The described changes associated with entering a new era hold a mirror up to people caught up in an increasingly daring neoliberalism. Fast, fluid space has made us simultaneously boats and sailors subject to a raging storm. Deleuze skimps on details about what the crisis looks like because the crisis did not come from outside. The crisis did not involve the destruction of any structures of dominant power. It represented their development. The shift to the formation of a control society represents the conclusion of post-war utilitarian optimization of governance, which only on the surface resembles greater freedom. In reality, we simply run faster, becoming a space between the previous closures. The society described in Deleuze's text represents an acceleration of a process that has been happening all along — increasingly on the verge of stumbling. The transition between one society and the other marks a quantitative change, producing the illusion of an entirely new quality.
"There's no need to fear or hope, but only to look for new weapons" can stand for the motto of both revolutionaries and the people responsible for subordinating reality to systems of control. As soon as something appears in the overall production of the experienced world that threatens the accelerating, optimized process, new weapons must emerge — to protect against the subjectivities shaped in an unsupervised, rushing, changing space. The situation inside it looks hopeless — with no place to wait for a better future, because, knowing how the history of organizational systems has progressed, the future will not come; only the present will accelerate. It remains up to us to materially change the trajectory of the history happening before our eyes based on the acceleration of previous structures. Remaining in this kind of momentum, we will only reach the new world by losing hope and derailing the train.
Recommended reading
Donna Haraway, Staying with the Trouble — I talk about compost all the time and I suspect that it influences the way I conceptualize other things. You can find composting at the core of my reading of Deleuze.
Peter Sloterdijk, Bubbles, Globes and Foams — the whole trilogy, will help you understand how space-bound we really are.

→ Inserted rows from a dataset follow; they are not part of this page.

use async_trait::async_trait;
use serde_json::Value as JsonValue;
use sqlx::postgres::PgPoolOptions;
use sqlx::PgPool;

use super::{rows_from_json, DataSource, GatewayError, Row};

/// Direct PostgreSQL connection returning the same row shape as the RPC gateway.
#[derive(Debug, Clone)]
pub struct PgDataSource {
    pool: PgPool,
}

impl PgDataSource {
    pub async fn connect(url: &str, max_connections: u32) -> Result<Self, GatewayError> {
        let pool = PgPoolOptions::new()
            .max_connections(max_connections)
            .connect(url)
            .await?;
        Ok(Self { pool })
    }
}

/// Wrap arbitrary SQL so the server aggregates the result into one JSON array.
pub(crate) fn wrap_as_json(sql: &str) -> String {
    let inner = sql.trim().trim_end_matches(';').trim_end();
    format!(
        "SELECT COALESCE(json_agg(q), '[]'::json) FROM ({}) AS q",
        inner
    )
}

#[async_trait]
impl DataSource for PgDataSource {
    async fn execute_query(&self, sql: &str) -> Result<Vec<Row>, GatewayError> {
        let (value,): (JsonValue,) = sqlx::query_as(&wrap_as_json(sql))
            .fetch_one(&self.pool)
            .await?;
        rows_from_json(value)
    }

    async fn close(&self) {
        self.pool.close().await;
        tracing::info!("PostgreSQL pool closed");
    }
}

#[cfg(test)]
mod tests {
    use super::*;

    #[test]
    fn test_wrap_strips_trailing_semicolon() {
        assert_eq!(
            wrap_as_json("SELECT AVG(x) FROM t;\n"),
            "SELECT COALESCE(json_agg(q), '[]'::json) FROM (SELECT AVG(x) FROM t) AS q"
        );
    }
}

Gaston Bachelard, Poetics of Space — a kind of grandfather book to Sloterdijk’s trilogy. I wish Deleuze quoted him more, but I guess I can take Deleuze’s ideas in this direction with this series of essays. I aim to create deleuzean bachelardianism.
Thomas Nail, Marx in Motion — I took the idea for the method of reading from Nail. I mean, I’ve known it before, but really thought about using it after reading this book, because I loved the detailed readings of small texts he does. The whole thing felt like divination.
Negative Maps, Letters to Jack #3.5 — if you want to understand the spatial dimension of ideas about how to rule and organize, look no further. Maty elaborates beautifully on the deleuzo-guattarian examples of chess and go (another kind of chess), while adding some more contemporary examples of the Sonic/Mario game dichotomy. Cool stuff.
Paul Virilio, Speed and Politics — things go fast. Sometimes going fast governs them. Enter dromocracy. Also, Deleuze references Virilio in passing in his essay, so you know he’s important.